Raphael started a business called RPM House around 1977 which was focused on motocross and engine building. It became MAXRPM Motorsports around 1997.
Raphael said he’s had the “Porsche bug” for many years.
“Always liked Porsches. Always had a picture of a turbo Porsche. You know back in the day probably everybody did.”
The 930 turbo, especially, comes to mind, with its wide fenders.
“The 930 was a very sexy body … wide voluptuous, curvy and it was expensive.
“Porsches are a real driver’s car,” he said, adding that BMW was in his opinion the next-best driver’s car.
“There’s a lot of guys that are in the Beemer club and whatnot but they’re into track and you’ll see a lot of those guys out at track days.”
“Ferraris – they’re unique. You’ve got guys with Ferraris you know and they get 10,000 miles they’ve got to trade them in because they’re afraid they’re going to lose the value of the car. It’s a little different. And I love Ferraris.”
The 12-cylinder Testarossa 512 TR is Raphael’s favorite Ferrari.
“It’s the Miami Vice era of wide body, big gills on the side. It’s a badass car. Mechanically speaking it’s a handful for somebody to take care of them. So you’ve either got to have the money to do it or you’ve got to be able to do it yourself.”
Porsches, Raphael said, were fairly reliable, especially the newer models.
“In Europe people drive those cars … they’re not garage queens. Over here we’re a little bit different – that’s the nice car we take out on the nice day.”
That love of European cars led MAXRPM Motorsports to specialize in service and repair makes including Porsche, Mercedes, BMW, Audi, Volkswagen and Ferrari.
“We also do stuff that other shops don’t do — engine building, tuning, design work on special customer projects.”
“We do all our own in-house cylinder head work, porting and valve work.”
“A lot of people just think we’re a race shop or something but we do regular scheduled maintenance – lube-oil-filter stuff, we do alignments, we do brake work, suspension work. Everything like a dealer would do. … on the other spectrum of it we do things that if somebody wants to do some performance upgrades or whatnot or suspension upgrades that are different and more focused, we can do all that.”
The shop has an all-wheel-drive dynamometer for testing.
In addition to working with customers in the Puget Sound area, “We have cars from Texas (and) San Diego that that get shipped up here for our big project cars.”
Raphael said his shop specialized in the turbo side of the Porsche market. He said other shops focused more on the track-car side of the market.

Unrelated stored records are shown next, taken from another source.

//! Control Store.
//!
//! The control store is the ROM that maps a decoded instruction to the bundle of
//! enables and mux selects driving the rest of the pipeline. It provides:
//! 1. **Storage:** 64 rows of 23-bit [`ControlWord`]s, immutable once loaded.
//! 2. **Parsing:** The one-row-per-line text format, with optional comments and whitespace.
//! 3. **Field access:** Named-field reads by row, for the decode stage and for dumps.
//!
//! Rows are addressed by IR\[15:11\] concatenated with IR\[5\]
//! (see [`InstructionBits::control_store_address`](crate::isa::instruction::InstructionBits::control_store_address)).

/// Control words and named fields.
pub mod word;

use std::fmt;

pub use self::word::{ControlWord, CsBit, Field};
use crate::common::bits::Bits6;
use crate::common::constants::{CONTROL_STORE_BITS, CONTROL_STORE_ROWS};
use crate::common::error::{Result, SimError};
use crate::config::MicrocodeConfig;

/// The microcode ROM.
#[derive(Clone, PartialEq, Eq)]
pub struct ControlStore {
    rows: [ControlWord; CONTROL_STORE_ROWS],
}

impl Default for ControlStore {
    fn default() -> Self {
        Self {
            rows: [ControlWord::EMPTY; CONTROL_STORE_ROWS],
        }
    }
}

impl ControlStore {
    /// Builds a control store from explicit rows.
    pub const fn from_rows(rows: [ControlWord; CONTROL_STORE_ROWS]) -> Self {
        Self { rows }
    }

    /// Parses a microcode image.
    ///
    /// Each of the first 64 significant lines supplies one row, one `0`/`1` character
    /// per column. Empty lines are skipped. With `allow_comments`, `#` starts a comment
    /// and comment-only lines are skipped; with `ignore_whitespace`, spaces and tabs
    /// inside a row are dropped. Characters past column 23 only produce a warning.
    ///
    /// # Errors
    ///
    /// * [`SimError::MicrocodeTooFewRows`] - fewer than 64 rows.
    /// * [`SimError::MicrocodeTooFewBits`] - a row shorter than 23 columns.
    /// * [`SimError::MicrocodeBadBit`] - a column that is neither `0` nor `1`.
    pub fn parse(text: &str, syntax: &MicrocodeConfig) -> Result<Self> {
        let mut rows = [ControlWord::EMPTY; CONTROL_STORE_ROWS];
        let mut lines = text
            .lines()
            .map(|line| clean_line(line, syntax))
            .filter(|line| !line.is_empty());

        for (row, slot) in rows.iter_mut().enumerate() {
            let line = lines.next().ok_or(SimError::MicrocodeTooFewRows {
                expected: CONTROL_STORE_ROWS,
                found: row,
            })?;
            *slot = parse_row(row, &line)?;
        }

        if lines.next().is_some() {
            tracing::warn!(
                rows = CONTROL_STORE_ROWS,
                "micro-code image has lines past the last control-store row; ignoring them"
            );
        }
        Ok(Self { rows })
    }

    /// The word at a decoded control-store address.
    #[inline]
    pub const fn word(&self, addr: Bits6) -> ControlWord {
        self.rows[addr.as_usize()]
    }

    /// The word at a numeric row.
    ///
    /// # Errors
    ///
    /// Returns [`SimError::InvalidControlStoreRow`] for rows outside `0..64`.
    pub fn get_word(&self, row: usize) -> Result<ControlWord> {
        self.rows
            .get(row)
            .copied()
            .ok_or(SimError::InvalidControlStoreRow(row))
    }

    /// A named field of a numeric row.
    ///
    /// # Errors
    ///
    /// Returns [`SimError::InvalidControlStoreRow`] for rows outside `0..64`.
    pub fn get_field(&self, row: usize, field: Field) -> Result<u8> {
        self.get_word(row).map(|word| word.field(field))
    }

    /// Iterates the rows in address order.
    pub fn rows(&self) -> impl Iterator<Item = ControlWord> + '_ {
        self.rows.iter().copied()
    }
}

fn clean_line(line: &str, syntax: &MicrocodeConfig) -> String {
    let mut line = line.trim_end_matches('\r');
    if syntax.allow_comments {
        if let Some(at) = line.find('#') {
            line = &line[..at];
        }
        line = line.trim();
    }
    if syntax.ignore_whitespace {
        line.chars().filter(|c| *c != ' ' && *c != '\t').collect()
    } else {
        line.to_string()
    }
}

fn parse_row(row: usize, line: &str) -> Result<ControlWord> {
    let mut word = ControlWord::EMPTY;
    let mut chars = line.chars();
    for column in CsBit::ALL {
        let bit = match chars.next() {
            Some('0') => false,
            Some('1') => true,
            Some(found) => {
                return Err(SimError::MicrocodeBadBit {
                    row,
                    column: column.column(),
                    found,
                });
            }
            None => {
                return Err(SimError::MicrocodeTooFewBits {
                    row,
                    expected: CONTROL_STORE_BITS,
                    found: column.column(),
                });
            }
        };
        word = word.with(column, bit);
    }
    if chars.next().is_some() {
        tracing::warn!(row, "extra bit(s) in micro-code row");
    }
    Ok(word)
}

impl fmt::Debug for ControlStore {
    fn fmt(&self, f: &mut fmt::Formatter<'_>) -> fmt::Result {
        f.debug_list().entries(self.rows.iter()).finish()
    }
}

“I do more turbo projects; huge engine job type deals like the one we have in the back is like 1,000-plus horsepower at all wheels. We’ve done numerous jobs that are 1,200-1,400 horsepower Porsches.” Those were 996 or 997 turbos, he said.
“They’re wild.”
The shop will work on American cars as well, such as doing software upgrades on Camaros, Raphael said.
In addition to an interest in automobiles, Raphael said he also mixed sound at live concerts for rock bands such as Queensryche, Def Leppard, Metallica and Heart during the 1980s and 1990s. He described the experience as “mulletsville.”
Raphael said Q Prime management was working with those bands at the time.
Raphael said Queensryche and Def Leppard had been on tour together, and then when that tour ended he switched to touring with Metallica.
“You kind of knew everybody because all the management was the same for all those bands. You kind of kept working with those people because they knew you, they trusted you.”